Generation of a human iPSC line with heterozygous PRPF8 c.5792C > T, p. T1931M mutation to model retinitis pigmentosa using CRISPR/Cas9 technology
Summary
Mutations in the PRPF8 gene frequently result in retinitis pigmentosa (RP), an autosomal dominant inherited retinal disease that can lead to nyctalopia and progressive vision loss. Currently, no effective treatment is available. In this study, we used CRISPR/Cas9 technology to introduce a heterozygous point mutation inthe PRPF8 gene of a normal induced pluripotent stem cell (iPSC) line. This mutation mirrors that found in a previously reportedRP patient-derived iPSC line (CSUASOi006-A) from our group.
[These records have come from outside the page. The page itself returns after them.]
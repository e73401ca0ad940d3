//! CPU-only backend that records every command it receives.

use std::any::Any;

use rustc_hash::FxHashMap;
use slotmap::SlotMap;

use super::{
    ClearRequest, DrawCall, GpuBackend, PipelineState, QueryStatus, RenderTarget, TextureDesc,
    TextureHandle, Viewport,
};

/// One recorded backend call.
#[derive(Debug, Clone, PartialEq)]
pub enum BackendCommand {
    SetViewport(Viewport),
    ApplyState(PipelineState),
    Clear(ClearRequest),
    CreateTexture(TextureHandle),
    ReleaseTexture(TextureHandle),
    BindTarget(Option<RenderTarget>),
    CopyColorBuffer {
        source: Option<RenderTarget>,
        dst: TextureHandle,
    },
    BlitToScreen {
        texture: TextureHandle,
        viewport: Viewport,
    },
    Draw {
        call: DrawCall,
        target: Option<RenderTarget>,
        state: PipelineState,
    },
    BeginTimerQuery(usize),
    EndTimerQuery(usize),
    EndFrame,
}

#[derive(Debug, Clone, Copy, Default)]
struct FakeQuery {
    ended_in_frame: Option<u64>,
}

/// Headless recorder.
///
/// Keeps the same observable state a GL context would (viewport, pipeline
/// state, bound target, texture table) and appends a [`BackendCommand`] for
/// every call. Timer queries are off unless enabled with
/// [`HeadlessBackend::with_timer_queries`]; fake results become available
/// one frame after the query ended.
#[derive(Debug)]
pub struct HeadlessBackend {
    size: (u32, u32),
    viewport: Viewport,
    state: PipelineState,
    target: Option<RenderTarget>,
    textures: SlotMap<TextureHandle, TextureDesc>,
    commands: Vec<BackendCommand>,

    fake_query_ms: Option<f64>,
    queries: FxHashMap<usize, FakeQuery>,
    frame: u64,
}

impl HeadlessBackend {
    #[must_use]
    pub fn new(width: u32, height: u32) -> Self {
        Self {
            size: (width, height),
            viewport: Viewport::from_size(width, height),
            state: PipelineState::default(),
            target: None,
            textures: SlotMap::with_key(),
            commands: Vec::new(),
            fake_query_ms: None,
            queries: FxHashMap::default(),
            frame: 0,
        }
    }

    /// Enables fake timer queries that each report `ms` milliseconds.
    #[must_use]
    pub fn with_timer_queries(mut self, ms: f64) -> Self {
        self.fake_query_ms = Some(ms);
        self
    }

    /// Changes the drawing buffer size (a canvas resize).
    pub fn resize(&mut self, width: u32, height: u32) {
        self.size = (width, height);
    }

    #[must_use]
    pub fn commands(&self) -> &[BackendCommand] {
        &self.commands
    }

    pub fn take_commands(&mut self) -> Vec<BackendCommand> {
        std::mem::take(&mut self.commands)
    }

    pub fn clear_commands(&mut self) {
        self.commands.clear();
    }

    /// Recorded draw calls, in submission order.
    pub fn draw_calls(&self) -> impl Iterator<Item = &DrawCall> {
        self.commands.iter().filter_map(|c| match c {
            BackendCommand::Draw { call, .. } => Some(call),
            _ => None,
        })
    }

    /// Recorded clears, in submission order.
    pub fn clears(&self) -> impl Iterator<Item = &ClearRequest> {
        self.commands.iter().filter_map(|c| match c {
            BackendCommand::Clear(request) => Some(request),
            _ => None,
        })
    }

    /// Number of live textures.
    #[must_use]
    pub fn texture_count(&self) -> usize {
        self.textures.len()
    }
}

impl Default for HeadlessBackend {
    fn default() -> Self {
        Self::new(800, 600)
    }
}

impl GpuBackend for HeadlessBackend {
    fn drawing_buffer_size(&self) -> (u32, u32) {
        self.size
    }

    fn viewport(&self) -> Viewport {
        self.viewport
    }

    fn set_viewport(&mut self, viewport: Viewport) {
        self.viewport = viewport;
        self.commands.push(BackendCommand::SetViewport(viewport));
    }

    fn pipeline_state(&self) -> PipelineState {
        self.state
    }

    fn apply_state(&mut self, state: &PipelineState) {
        self.state = *state;
        self.commands.push(BackendCommand::ApplyState(*state));
    }

    fn clear(&mut self, request: &ClearRequest) {
        self.commands.push(BackendCommand::Clear(*request));
    }

    fn create_texture(&mut self, desc: &TextureDesc) -> TextureHandle {
        let handle = self.textures.insert(*desc);
        self.commands.push(BackendCommand::CreateTexture(handle));
        handle
    }

    fn release_texture(&mut self, texture: TextureHandle) {
        if self.textures.remove(texture).is_some() {
            self.commands.push(BackendCommand::ReleaseTexture(texture));
        }
    }

    fn texture_desc(&self, texture: TextureHandle) -> Option<TextureDesc> {
        self.textures.get(texture).copied()
    }

    fn bind_target(&mut self, target: Option<RenderTarget>) {
        self.target = target;
        self.commands.push(BackendCommand::BindTarget(target));
    }

    fn current_target(&self) -> Option<RenderTarget> {
        self.target
    }

    fn copy_color_buffer(&mut self, dst: TextureHandle) {
        self.commands.push(BackendCommand::CopyColorBuffer {
            source: self.target,
            dst,
        });
    }

    fn blit_to_screen(&mut self, texture: TextureHandle, viewport: Viewport) {
        self.commands
            .push(BackendCommand::BlitToScreen { texture, viewport });
    }

    fn draw(&mut self, call: &DrawCall) {
        self.commands.push(BackendCommand::Draw {
            call: *call,
            target: self.target,
            state: self.state,
        });
    }

    fn timer_queries_supported(&self) -> bool {
        self.fake_query_ms.is_some()
    }

    fn begin_timer_query(&mut self, slot: usize) {
        if self.fake_query_ms.is_none() {
            return;
        }
        self.queries.insert(slot, FakeQuery::default());
        self.commands.push(BackendCommand::BeginTimerQuery(slot));
    }

    fn end_timer_query(&mut self, slot: usize) {
        let frame = self.frame;
        if let Some(query) = self.queries.get_mut(&slot) {
            query.ended_in_frame = Some(frame);
            self.commands.push(BackendCommand::EndTimerQuery(slot));
        }
    }

    fn timer_query_result(&mut self, slot: usize) -> QueryStatus {
        let Some(ms) = self.fake_query_ms else {
            return QueryStatus::Unsupported;
        };
        match self.queries.get(&slot).and_then(|q| q.ended_in_frame) {
            Some(ended) if ended < self.frame => QueryStatus::Ready(ms),
            _ => QueryStatus::Pending,
        }
    }

    fn end_frame(&mut self) {
        self.frame += 1;
        self.commands.push(BackendCommand::EndFrame);
    }

    fn as_any(&self) -> &dyn Any {
        self
    }

    fn as_any_mut(&mut self) -> &mut dyn Any {
        self
    }
}
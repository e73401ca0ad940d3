//! GPU stage timing
//!
//! Each frame wraps its major stages in backend timer queries. Results are
//! read at the start of the following frame. The "gui" query is issued last,
//! so while it is still pending none of the results are read and no new
//! queries are issued.

use crate::backend::{GpuBackend, QueryStatus};

/// Stage names, in issue order.
pub const GPU_QUERIES: [&str; 6] = ["before_render", "shadows", "reflections", "main", "postpo", "gui"];

const LAST_QUERY: usize = GPU_QUERIES.len() - 1;

#[derive(Debug, Clone)]
pub struct GpuProfiler {
    enabled: bool,
    /// Queries from an earlier frame are still unread.
    waiting: bool,
    issued_this_frame: bool,
    results: [Option<f64>; GPU_QUERIES.len()],
}

impl GpuProfiler {
    #[must_use]
    pub fn new(enabled: bool) -> Self {
        Self {
            enabled,
            waiting: false,
            issued_this_frame: false,
            results: [None; GPU_QUERIES.len()],
        }
    }

    #[inline]
    #[must_use]
    pub fn is_enabled(&self) -> bool {
        self.enabled
    }

    fn slot(name: &str) -> Option<usize> {
        GPU_QUERIES.iter().position(|q| *q == name)
    }

    /// Reads the results of the previous frame's queries.
    pub fn resolve(&mut self, backend: &mut dyn GpuBackend) {
        self.issued_this_frame = false;
        if !self.enabled {
            return;
        }
        if !backend.timer_queries_supported() {
            log::debug!("Timer queries unsupported, GPU profiling disabled");
            self.enabled = false;
            self.results = [None; GPU_QUERIES.len()];
            return;
        }
        if !self.waiting {
            return;
        }

        match backend.timer_query_result(LAST_QUERY) {
            QueryStatus::Pending => {}
            QueryStatus::Unsupported => {
                self.enabled = false;
                self.results = [None; GPU_QUERIES.len()];
            }
            QueryStatus::Ready(last) => {
                // Backends may hand out each result only once.
                for (slot, result) in self.results[..LAST_QUERY].iter_mut().enumerate() {
                    *result = match backend.timer_query_result(slot) {
                        QueryStatus::Ready(ms) => Some(ms),
                        QueryStatus::Pending | QueryStatus::Unsupported => None,
                    };
                }
                self.results[LAST_QUERY] = Some(last);
                self.waiting = false;
            }
        }
    }

    pub fn begin(&mut self, backend: &mut dyn GpuBackend, name: &str) {
        if !self.enabled || self.waiting {
            return;
        }
        if let Some(slot) = Self::slot(name) {
            backend.begin_timer_query(slot);
            self.issued_this_frame = true;
        }
    }

    pub fn end(&mut self, backend: &mut dyn GpuBackend, name: &str) {
        if !self.enabled || self.waiting {
            return;
        }
        if let Some(slot) = Self::slot(name) {
            backend.end_timer_query(slot);
        }
    }

    /// Marks this frame's queries as awaiting results.
    pub fn end_frame(&mut self) {
        if self.issued_this_frame {
            self.waiting = true;
        }
    }

    /// Last known GPU time of a stage in milliseconds; `None` when unknown.
    #[must_use]
    pub fn result(&self, name: &str) -> Option<f64> {
        Self::slot(name).and_then(|slot| self.results[slot])
    }

    #[must_use]
    pub fn results(&self) -> impl Iterator<Item = (&'static str, Option<f64>)> + '_ {
        GPU_QUERIES.iter().copied().zip(self.results.iter().copied())
    }
}

#[cfg(test)]
mod tests {
    use std::any::Any;

    use super::*;
    use crate::backend::{
        ClearRequest, DrawCall, PipelineState, RenderTarget, TextureDesc, TextureHandle, Viewport,
    };

    /// Backend whose timer results can be read a single time.
    #[derive(Default)]
    struct ReadOnceQueries {
        ready: [Option<f64>; GPU_QUERIES.len()],
    }

    impl GpuBackend for ReadOnceQueries {
        fn drawing_buffer_size(&self) -> (u32, u32) {
            (1, 1)
        }
        fn viewport(&self) -> Viewport {
            Viewport::from_size(1, 1)
        }
        fn set_viewport(&mut self, _viewport: Viewport) {}
        fn pipeline_state(&self) -> PipelineState {
            PipelineState::default()
        }
        fn apply_state(&mut self, _state: &PipelineState) {}
        fn clear(&mut self, _request: &ClearRequest) {}
        fn create_texture(&mut self, _desc: &TextureDesc) -> TextureHandle {
            TextureHandle::default()
        }
        fn release_texture(&mut self, _texture: TextureHandle) {}
        fn texture_desc(&self, _texture: TextureHandle) -> Option<TextureDesc> {
            None
        }
        fn bind_target(&mut self, _target: Option<RenderTarget>) {}
        fn current_target(&self) -> Option<RenderTarget> {
            None
        }
        fn copy_color_buffer(&mut self, _dst: TextureHandle) {}
        fn blit_to_screen(&mut self, _texture: TextureHandle, _viewport: Viewport) {}
        fn draw(&mut self, _call: &DrawCall) {}

        fn timer_queries_supported(&self) -> bool {
            true
        }
        fn end_timer_query(&mut self, slot: usize) {
            self.ready[slot] = Some((slot + 1) as f64);
        }
        fn timer_query_result(&mut self, slot: usize) -> QueryStatus {
            match self.ready.get_mut(slot).and_then(Option::take) {
                Some(ms) => QueryStatus::Ready(ms),
                None => QueryStatus::Pending,
            }
        }

        fn as_any(&self) -> &dyn Any {
            self
        }
        fn as_any_mut(&mut self) -> &mut dyn Any {
            self
        }
    }

    #[test]
    fn every_stage_survives_read_once_results() {
        let mut backend = ReadOnceQueries::default();
        let mut profiler = GpuProfiler::new(true);

        profiler.resolve(&mut backend);
        for name in GPU_QUERIES {
            profiler.begin(&mut backend, name);
            profiler.end(&mut backend, name);
        }
        profiler.end_frame();
        profiler.resolve(&mut backend);

        for (slot, (name, time)) in profiler.results().enumerate() {
            assert_eq!(time, Some((slot + 1) as f64), "stage {name}");
        }
        assert_eq!(profiler.result("gui"), Some(6.0));
    }

    #[test]
    fn pending_last_query_keeps_waiting() {
        let mut backend = ReadOnceQueries::default();
        let mut profiler = GpuProfiler::new(true);

        profiler.begin(&mut backend, "main");
        profiler.end(&mut backend, "main");
        profiler.end_frame();
        profiler.resolve(&mut backend);

        assert_eq!(profiler.result("main"), None);
        profiler.begin(&mut backend, "main");
        assert!(!profiler.issued_this_frame, "No new queries while waiting");
    }
}
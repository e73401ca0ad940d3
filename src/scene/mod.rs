//! Scene graph and visibility data
//!
//! - [`Node`]: hierarchy, [`Transform`], and the optional mesh renderer,
//!   camera, light, collider and components a node carries
//! - [`Camera`]: lazily updated view/projection matrices and [`Frustum`]
//! - [`Light`], [`ReflectionProbe`], [`Collider`]
//! - [`Scene`]: owns all of the above plus meshes and materials, and
//!   produces the per-frame [`CollectedData`] through
//!   [`Scene::collect_data`]

pub mod camera;
pub mod collider;
pub mod frustum;
pub mod light;
pub mod node;
pub mod probe;
pub mod scene;
pub mod transform;

use glam::Vec3;
use slotmap::new_key_type;

use crate::backend::TextureHandle;

pub use camera::{Camera, CameraConfig, OrthoRect, ProjectionType, Ray};
pub use collider::{Collider, ColliderShape};
pub use frustum::{ClipResult, Frustum};
pub use light::{Light, LightKind, ShadowSettings};
pub use node::{CollectContext, MeshRenderer, Node, NodeComponent};
pub use probe::ReflectionProbe;
pub use scene::{CollectedData, Scene, SceneCollectContext, SceneCollector};
pub use transform::Transform;

new_key_type! {
    pub struct NodeKey;
    pub struct CameraKey;
    pub struct LightKey;
    pub struct ProbeKey;
}

/// Scene-wide values materials read during preparation.
#[derive(Debug, Clone, Copy, PartialEq)]
pub struct SceneUniforms {
    /// Seconds since the renderer started.
    pub time: f32,
    /// Seconds since the previous frame.
    pub delta_time: f32,
    pub ambient_light: Vec3,
    pub environment_texture: Option<TextureHandle>,
}

impl Default for SceneUniforms {
    fn default() -> Self {
        Self {
            time: 0.0,
            delta_time: 0.0,
            ambient_light: Vec3::splat(0.2),
            environment_texture: None,
        }
    }
}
Establishing the PRPF8 gene mutation cell line (CSUASOi012-A-2) provides a valuable cellular resource for studying the pathogenesis of RP. Copyright © 2025 The Author(s). Published by Elsevier B.V. All rights reserved.
| Authors | Chen H, Liang Y, Chen Y, Liang Y, Li X, Duan C, Cui Z, Gu J, Ding C, Sun X, Chen J |
|---|---|
| Journal | Stem cell research |
| Publication Date | 2025 Feb 24;84:103689 |
| PubMed | 40022903 |
| DOI | 10.1016/j.scr.2025.103689 |